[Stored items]
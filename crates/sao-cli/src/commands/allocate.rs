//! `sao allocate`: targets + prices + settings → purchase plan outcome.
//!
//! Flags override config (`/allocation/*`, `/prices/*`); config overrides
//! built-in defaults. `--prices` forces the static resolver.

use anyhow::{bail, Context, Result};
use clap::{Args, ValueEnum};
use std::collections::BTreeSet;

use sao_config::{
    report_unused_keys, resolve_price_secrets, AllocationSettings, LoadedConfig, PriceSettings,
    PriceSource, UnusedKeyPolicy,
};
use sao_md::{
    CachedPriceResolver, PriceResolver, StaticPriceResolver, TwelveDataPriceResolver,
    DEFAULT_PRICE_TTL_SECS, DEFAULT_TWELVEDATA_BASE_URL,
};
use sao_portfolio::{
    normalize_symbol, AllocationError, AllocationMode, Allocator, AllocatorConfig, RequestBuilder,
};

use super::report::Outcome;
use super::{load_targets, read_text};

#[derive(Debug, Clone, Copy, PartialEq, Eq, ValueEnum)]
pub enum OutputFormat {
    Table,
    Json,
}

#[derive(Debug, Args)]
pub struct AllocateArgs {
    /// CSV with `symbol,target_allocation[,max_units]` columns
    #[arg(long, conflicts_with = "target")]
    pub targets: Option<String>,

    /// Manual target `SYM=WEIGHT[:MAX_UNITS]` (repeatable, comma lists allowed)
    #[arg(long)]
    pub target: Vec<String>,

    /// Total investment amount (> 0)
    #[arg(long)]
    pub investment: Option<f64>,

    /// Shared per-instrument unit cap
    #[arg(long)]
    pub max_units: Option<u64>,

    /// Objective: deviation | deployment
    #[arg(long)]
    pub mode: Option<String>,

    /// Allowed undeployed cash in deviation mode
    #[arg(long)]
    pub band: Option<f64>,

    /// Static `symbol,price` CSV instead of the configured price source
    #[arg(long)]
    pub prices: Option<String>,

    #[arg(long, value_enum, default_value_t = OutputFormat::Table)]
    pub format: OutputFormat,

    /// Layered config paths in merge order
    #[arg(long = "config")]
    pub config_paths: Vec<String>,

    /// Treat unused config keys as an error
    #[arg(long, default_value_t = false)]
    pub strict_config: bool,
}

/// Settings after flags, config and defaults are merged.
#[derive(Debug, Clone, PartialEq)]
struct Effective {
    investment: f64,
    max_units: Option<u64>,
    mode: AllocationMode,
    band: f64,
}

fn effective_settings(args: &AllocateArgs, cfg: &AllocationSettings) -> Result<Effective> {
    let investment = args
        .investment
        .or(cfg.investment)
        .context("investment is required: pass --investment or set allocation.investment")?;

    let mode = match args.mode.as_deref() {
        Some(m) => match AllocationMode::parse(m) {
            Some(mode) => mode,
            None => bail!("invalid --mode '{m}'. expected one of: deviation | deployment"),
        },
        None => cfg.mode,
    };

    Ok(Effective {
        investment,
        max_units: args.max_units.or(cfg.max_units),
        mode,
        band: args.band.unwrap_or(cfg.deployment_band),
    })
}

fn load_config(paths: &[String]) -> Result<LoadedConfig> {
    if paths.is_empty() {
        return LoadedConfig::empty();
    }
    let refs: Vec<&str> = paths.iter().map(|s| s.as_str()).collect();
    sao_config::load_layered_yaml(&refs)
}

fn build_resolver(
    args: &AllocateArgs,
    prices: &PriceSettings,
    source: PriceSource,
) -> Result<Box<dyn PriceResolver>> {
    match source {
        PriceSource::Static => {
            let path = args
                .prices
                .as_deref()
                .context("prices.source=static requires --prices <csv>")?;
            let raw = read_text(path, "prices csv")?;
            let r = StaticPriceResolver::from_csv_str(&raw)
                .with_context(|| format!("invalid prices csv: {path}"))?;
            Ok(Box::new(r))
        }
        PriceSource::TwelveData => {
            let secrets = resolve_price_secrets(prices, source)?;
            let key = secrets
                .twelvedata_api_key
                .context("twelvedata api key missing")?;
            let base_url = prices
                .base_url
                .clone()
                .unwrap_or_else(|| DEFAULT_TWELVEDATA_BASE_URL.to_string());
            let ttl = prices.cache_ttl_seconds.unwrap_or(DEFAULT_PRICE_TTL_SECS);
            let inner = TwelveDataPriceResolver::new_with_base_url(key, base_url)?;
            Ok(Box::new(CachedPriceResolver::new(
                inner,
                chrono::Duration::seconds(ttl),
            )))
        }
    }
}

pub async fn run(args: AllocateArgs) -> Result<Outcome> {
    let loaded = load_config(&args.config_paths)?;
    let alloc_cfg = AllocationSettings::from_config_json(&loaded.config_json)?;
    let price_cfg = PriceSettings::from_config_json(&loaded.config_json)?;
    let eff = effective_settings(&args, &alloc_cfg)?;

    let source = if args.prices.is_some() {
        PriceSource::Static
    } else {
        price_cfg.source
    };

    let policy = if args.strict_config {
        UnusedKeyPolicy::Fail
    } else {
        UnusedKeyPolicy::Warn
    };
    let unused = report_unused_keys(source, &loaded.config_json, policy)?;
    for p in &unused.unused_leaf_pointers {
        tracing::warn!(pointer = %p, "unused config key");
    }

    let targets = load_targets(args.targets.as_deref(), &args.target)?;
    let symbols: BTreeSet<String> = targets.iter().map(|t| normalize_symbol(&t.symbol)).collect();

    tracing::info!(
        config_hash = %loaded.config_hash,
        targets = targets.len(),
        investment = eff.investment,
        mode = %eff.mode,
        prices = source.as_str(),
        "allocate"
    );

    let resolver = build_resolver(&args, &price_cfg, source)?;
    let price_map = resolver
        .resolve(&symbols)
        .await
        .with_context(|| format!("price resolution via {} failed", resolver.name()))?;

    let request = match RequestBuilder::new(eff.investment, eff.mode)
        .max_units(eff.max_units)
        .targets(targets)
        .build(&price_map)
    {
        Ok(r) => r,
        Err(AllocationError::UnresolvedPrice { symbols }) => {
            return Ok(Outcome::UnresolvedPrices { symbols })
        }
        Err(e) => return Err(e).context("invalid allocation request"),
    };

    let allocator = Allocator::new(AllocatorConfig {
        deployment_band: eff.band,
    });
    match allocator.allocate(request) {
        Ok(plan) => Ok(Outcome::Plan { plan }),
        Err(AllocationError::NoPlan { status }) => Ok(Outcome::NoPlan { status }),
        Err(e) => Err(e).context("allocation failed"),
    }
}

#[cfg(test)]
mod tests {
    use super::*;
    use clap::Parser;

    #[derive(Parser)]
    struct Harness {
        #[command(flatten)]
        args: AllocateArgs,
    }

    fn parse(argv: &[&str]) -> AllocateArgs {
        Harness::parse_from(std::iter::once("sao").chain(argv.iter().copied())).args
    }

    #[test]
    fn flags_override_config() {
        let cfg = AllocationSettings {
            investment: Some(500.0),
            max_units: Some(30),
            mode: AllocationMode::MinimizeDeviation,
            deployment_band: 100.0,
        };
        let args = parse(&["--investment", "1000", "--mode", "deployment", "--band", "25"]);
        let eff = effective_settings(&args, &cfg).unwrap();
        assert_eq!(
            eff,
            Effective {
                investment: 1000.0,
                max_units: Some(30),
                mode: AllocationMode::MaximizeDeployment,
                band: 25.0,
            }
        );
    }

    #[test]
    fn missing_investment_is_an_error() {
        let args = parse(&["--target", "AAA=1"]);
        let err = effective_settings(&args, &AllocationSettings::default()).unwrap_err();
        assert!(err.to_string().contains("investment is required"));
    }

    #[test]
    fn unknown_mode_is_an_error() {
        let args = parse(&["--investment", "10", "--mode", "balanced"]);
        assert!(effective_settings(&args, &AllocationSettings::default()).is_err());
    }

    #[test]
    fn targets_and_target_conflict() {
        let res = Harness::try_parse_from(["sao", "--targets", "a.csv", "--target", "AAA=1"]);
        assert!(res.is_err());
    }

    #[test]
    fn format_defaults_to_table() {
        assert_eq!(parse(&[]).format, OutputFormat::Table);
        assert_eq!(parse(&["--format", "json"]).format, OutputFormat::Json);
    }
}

---

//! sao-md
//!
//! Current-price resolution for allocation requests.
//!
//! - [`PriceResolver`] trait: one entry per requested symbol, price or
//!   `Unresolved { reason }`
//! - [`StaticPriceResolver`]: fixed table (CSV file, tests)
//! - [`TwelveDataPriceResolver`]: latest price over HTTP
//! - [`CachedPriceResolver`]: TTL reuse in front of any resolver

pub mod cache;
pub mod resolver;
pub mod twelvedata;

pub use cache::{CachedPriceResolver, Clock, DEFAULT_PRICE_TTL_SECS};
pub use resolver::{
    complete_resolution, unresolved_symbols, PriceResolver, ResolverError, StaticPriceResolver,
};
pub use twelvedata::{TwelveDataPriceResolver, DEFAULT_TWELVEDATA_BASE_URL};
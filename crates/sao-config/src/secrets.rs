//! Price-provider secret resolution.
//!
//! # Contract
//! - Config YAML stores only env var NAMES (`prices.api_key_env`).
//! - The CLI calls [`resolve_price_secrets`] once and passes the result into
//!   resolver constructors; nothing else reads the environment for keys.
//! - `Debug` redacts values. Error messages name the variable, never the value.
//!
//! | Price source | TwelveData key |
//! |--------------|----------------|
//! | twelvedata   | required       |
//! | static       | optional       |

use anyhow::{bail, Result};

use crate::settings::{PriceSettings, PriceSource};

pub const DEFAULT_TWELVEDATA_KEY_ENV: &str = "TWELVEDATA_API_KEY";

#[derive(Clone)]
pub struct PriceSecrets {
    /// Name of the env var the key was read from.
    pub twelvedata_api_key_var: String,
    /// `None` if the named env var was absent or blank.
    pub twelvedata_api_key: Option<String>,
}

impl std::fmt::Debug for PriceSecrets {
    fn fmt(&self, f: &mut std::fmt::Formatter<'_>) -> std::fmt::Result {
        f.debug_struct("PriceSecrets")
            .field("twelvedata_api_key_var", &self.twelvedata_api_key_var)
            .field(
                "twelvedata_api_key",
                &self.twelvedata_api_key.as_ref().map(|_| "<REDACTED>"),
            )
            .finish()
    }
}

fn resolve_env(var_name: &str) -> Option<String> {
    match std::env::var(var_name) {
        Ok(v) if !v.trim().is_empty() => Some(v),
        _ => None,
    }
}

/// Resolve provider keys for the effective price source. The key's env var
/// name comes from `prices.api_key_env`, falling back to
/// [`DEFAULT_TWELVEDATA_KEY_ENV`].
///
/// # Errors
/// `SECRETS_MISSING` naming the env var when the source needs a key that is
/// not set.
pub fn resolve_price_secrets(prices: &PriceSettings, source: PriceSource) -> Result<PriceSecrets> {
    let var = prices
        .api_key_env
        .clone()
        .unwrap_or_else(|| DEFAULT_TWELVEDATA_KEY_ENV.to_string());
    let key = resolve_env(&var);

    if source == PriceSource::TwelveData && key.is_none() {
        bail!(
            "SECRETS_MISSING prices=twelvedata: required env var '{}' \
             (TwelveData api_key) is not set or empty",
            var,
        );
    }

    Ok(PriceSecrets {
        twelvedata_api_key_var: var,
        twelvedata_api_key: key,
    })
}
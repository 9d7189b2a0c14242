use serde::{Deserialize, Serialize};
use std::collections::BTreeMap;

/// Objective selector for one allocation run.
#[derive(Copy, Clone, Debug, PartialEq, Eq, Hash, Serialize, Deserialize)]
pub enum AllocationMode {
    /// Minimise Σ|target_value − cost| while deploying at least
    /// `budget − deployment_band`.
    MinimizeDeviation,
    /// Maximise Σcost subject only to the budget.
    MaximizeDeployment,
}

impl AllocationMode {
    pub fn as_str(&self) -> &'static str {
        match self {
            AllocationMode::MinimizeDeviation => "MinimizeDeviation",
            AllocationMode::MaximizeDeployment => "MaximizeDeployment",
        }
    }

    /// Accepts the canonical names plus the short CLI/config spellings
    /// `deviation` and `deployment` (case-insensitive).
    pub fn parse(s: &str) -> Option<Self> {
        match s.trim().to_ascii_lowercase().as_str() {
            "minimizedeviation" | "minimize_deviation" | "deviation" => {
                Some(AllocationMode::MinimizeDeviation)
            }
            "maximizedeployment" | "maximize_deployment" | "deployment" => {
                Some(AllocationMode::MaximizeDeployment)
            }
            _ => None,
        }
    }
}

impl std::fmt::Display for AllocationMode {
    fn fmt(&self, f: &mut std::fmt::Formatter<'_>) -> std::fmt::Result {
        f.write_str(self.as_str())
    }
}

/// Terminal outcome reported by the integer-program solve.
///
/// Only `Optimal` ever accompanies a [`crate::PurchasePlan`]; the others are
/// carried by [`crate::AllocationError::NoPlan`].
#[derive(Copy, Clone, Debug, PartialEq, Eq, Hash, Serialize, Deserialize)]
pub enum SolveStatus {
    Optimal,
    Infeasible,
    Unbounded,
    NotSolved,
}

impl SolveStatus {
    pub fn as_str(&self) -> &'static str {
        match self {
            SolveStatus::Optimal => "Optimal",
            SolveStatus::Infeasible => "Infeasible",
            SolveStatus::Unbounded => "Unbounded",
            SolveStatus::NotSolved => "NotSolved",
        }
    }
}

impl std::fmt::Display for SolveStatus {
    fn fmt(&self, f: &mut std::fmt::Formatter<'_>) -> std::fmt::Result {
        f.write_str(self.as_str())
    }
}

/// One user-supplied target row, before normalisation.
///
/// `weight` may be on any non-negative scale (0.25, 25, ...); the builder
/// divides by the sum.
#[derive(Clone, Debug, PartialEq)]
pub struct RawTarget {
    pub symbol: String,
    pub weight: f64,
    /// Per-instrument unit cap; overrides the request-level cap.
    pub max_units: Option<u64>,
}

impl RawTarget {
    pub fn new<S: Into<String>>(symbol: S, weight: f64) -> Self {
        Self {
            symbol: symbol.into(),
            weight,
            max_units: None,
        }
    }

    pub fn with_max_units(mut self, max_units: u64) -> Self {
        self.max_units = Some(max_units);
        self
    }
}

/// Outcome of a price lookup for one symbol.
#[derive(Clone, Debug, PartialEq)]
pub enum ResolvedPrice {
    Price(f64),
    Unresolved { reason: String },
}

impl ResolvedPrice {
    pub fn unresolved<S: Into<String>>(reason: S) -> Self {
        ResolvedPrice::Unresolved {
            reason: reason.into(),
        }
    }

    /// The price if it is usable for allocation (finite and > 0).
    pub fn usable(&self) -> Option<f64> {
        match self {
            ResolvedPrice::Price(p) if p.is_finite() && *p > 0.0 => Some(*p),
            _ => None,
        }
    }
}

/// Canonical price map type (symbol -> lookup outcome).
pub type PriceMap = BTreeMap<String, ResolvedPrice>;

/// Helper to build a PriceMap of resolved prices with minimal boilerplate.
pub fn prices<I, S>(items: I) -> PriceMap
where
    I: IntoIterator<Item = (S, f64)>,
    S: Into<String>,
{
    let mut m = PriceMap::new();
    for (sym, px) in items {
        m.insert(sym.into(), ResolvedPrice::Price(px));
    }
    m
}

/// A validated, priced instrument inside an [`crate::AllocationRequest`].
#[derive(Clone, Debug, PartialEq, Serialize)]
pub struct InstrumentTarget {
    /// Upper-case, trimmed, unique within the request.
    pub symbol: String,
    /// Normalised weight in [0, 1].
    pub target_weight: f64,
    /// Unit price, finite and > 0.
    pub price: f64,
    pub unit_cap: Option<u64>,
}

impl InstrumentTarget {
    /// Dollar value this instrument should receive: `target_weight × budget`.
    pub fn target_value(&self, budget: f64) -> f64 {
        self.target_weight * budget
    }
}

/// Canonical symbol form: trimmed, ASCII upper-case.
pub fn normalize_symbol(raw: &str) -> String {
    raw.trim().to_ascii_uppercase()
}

...

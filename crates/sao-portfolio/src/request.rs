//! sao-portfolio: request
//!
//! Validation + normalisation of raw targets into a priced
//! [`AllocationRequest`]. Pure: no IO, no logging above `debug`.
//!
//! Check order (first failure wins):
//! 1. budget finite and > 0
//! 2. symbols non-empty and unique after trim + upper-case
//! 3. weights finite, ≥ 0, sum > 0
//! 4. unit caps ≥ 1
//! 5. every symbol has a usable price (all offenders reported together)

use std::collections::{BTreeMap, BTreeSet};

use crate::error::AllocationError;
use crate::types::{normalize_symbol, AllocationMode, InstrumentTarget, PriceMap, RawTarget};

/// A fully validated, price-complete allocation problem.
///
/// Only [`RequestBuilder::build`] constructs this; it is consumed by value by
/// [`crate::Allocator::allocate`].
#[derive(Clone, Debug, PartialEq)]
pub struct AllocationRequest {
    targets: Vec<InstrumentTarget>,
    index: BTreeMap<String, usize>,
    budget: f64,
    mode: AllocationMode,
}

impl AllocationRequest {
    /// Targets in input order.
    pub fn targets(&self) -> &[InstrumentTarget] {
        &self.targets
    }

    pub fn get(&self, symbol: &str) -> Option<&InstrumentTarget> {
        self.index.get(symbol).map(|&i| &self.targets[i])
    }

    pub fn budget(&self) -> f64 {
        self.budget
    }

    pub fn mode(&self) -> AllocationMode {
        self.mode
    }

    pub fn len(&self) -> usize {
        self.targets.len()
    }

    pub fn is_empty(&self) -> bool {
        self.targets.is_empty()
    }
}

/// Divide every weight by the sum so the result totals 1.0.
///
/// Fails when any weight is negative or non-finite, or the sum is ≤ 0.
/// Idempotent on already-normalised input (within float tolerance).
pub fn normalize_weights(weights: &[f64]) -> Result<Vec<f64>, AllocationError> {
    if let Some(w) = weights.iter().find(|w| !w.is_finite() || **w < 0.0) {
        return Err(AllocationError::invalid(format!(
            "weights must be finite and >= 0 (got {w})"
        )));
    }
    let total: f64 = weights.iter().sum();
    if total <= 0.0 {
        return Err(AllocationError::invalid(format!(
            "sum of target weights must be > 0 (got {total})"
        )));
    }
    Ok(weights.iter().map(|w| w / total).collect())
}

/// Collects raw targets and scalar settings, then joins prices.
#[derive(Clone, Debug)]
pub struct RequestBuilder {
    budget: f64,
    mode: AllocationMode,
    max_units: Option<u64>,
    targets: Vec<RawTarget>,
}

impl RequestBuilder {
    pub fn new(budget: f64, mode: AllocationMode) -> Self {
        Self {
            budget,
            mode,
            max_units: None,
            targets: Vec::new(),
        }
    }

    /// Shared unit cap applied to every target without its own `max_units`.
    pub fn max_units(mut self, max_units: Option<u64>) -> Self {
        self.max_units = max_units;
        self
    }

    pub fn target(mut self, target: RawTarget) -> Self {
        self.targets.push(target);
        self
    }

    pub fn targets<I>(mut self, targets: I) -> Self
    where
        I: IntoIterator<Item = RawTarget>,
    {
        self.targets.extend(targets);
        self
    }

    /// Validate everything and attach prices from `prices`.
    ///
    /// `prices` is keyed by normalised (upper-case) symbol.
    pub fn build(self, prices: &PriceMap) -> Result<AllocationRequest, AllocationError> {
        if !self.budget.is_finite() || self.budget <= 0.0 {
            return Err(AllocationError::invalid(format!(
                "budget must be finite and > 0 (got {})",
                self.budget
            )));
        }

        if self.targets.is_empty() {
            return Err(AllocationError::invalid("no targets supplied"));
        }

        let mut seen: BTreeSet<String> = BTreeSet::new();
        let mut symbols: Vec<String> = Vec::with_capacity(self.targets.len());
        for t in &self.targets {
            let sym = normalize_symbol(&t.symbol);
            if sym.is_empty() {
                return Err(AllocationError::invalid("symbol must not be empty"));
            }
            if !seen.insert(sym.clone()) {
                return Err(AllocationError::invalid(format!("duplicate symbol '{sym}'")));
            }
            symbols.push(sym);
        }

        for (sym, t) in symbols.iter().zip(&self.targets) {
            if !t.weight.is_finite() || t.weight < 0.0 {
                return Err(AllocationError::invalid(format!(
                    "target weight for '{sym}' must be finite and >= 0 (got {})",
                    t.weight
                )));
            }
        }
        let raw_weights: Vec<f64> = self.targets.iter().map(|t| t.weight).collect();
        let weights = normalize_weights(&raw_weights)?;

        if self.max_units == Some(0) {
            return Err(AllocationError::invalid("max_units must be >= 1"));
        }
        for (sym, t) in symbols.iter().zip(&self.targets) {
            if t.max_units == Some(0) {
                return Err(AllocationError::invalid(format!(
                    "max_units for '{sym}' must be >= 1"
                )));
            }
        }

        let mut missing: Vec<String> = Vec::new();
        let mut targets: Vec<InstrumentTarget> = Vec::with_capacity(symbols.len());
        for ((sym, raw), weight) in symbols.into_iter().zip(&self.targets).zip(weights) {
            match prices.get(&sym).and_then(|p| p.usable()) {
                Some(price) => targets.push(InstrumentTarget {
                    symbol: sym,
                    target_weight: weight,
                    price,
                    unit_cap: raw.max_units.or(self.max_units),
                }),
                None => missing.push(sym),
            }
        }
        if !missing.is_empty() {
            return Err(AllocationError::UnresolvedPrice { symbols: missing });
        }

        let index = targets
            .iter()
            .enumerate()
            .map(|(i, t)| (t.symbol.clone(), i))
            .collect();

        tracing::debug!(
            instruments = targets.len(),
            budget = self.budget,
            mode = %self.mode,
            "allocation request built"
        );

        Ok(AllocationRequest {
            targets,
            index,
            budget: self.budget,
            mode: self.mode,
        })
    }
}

• WORK TO BE COMPLETED: Filter the entries above down to the lines that hold the word "BTreeMap", and copy those lines.

• ANSWER AREA:
use std::collections::BTreeMap;
pub type PriceMap = BTreeMap<String, ResolvedPrice>;
use std::collections::{BTreeMap, BTreeSet};
    index: BTreeMap<String, usize>,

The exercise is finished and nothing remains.